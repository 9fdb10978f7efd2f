use crate::renderer::{RenderView, Renderer};
use cubespace_animate::CubeRig;

/// Text renderer: a status header followed by the unfolded facelet net.
///
/// The net shows the logical state, so a turn in progress is not visible
/// until it completes.
#[derive(Debug, Default)]
pub struct NetTextRenderer {
    /// Include the camera line in the header.
    pub show_view: bool,
}

impl NetTextRenderer {
    pub fn new() -> Self {
        Self::default()
    }
}

impl Renderer for NetTextRenderer {
    type Output = String;

    fn render(&self, rig: &CubeRig, view: &RenderView) -> String {
        let mut out = String::new();
        out.push_str(&format!(
            "=== Cube (frame={}, phase={}, queued={}) ===\n",
            rig.frame(),
            rig.phase(),
            rig.queue_len()
        ));
        if let Some(mv) = rig.animator().active_move() {
            let (done, total) = rig.animator().progress().unwrap_or((0, 0));
            out.push_str(&format!("Turning: {mv} ({done}/{total})\n"));
        }
        out.push_str(&format!(
            "Solved: {}  Moves: {}  Spin: {:.2} rad\n",
            if rig.is_solved() { "yes" } else { "no" },
            rig.moves_applied(),
            rig.spin().angle()
        ));
        if self.show_view {
            out.push_str(&format!(
                "Camera: eye=({:.1}, {:.1}, {:.1}) target=({:.1}, {:.1}, {:.1}) fov={:.0}\n",
                view.eye.x,
                view.eye.y,
                view.eye.z,
                view.target.x,
                view.target.y,
                view.target.z,
                view.fov_degrees
            ));
        }
        out.push('\n');
        out.push_str(&rig.state().to_string());
        out
    }
}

### [Goal of the exercise]
Please list every line of the records that contains "impl".

### [The answer]
impl NetTextRenderer {
impl Renderer for NetTextRenderer {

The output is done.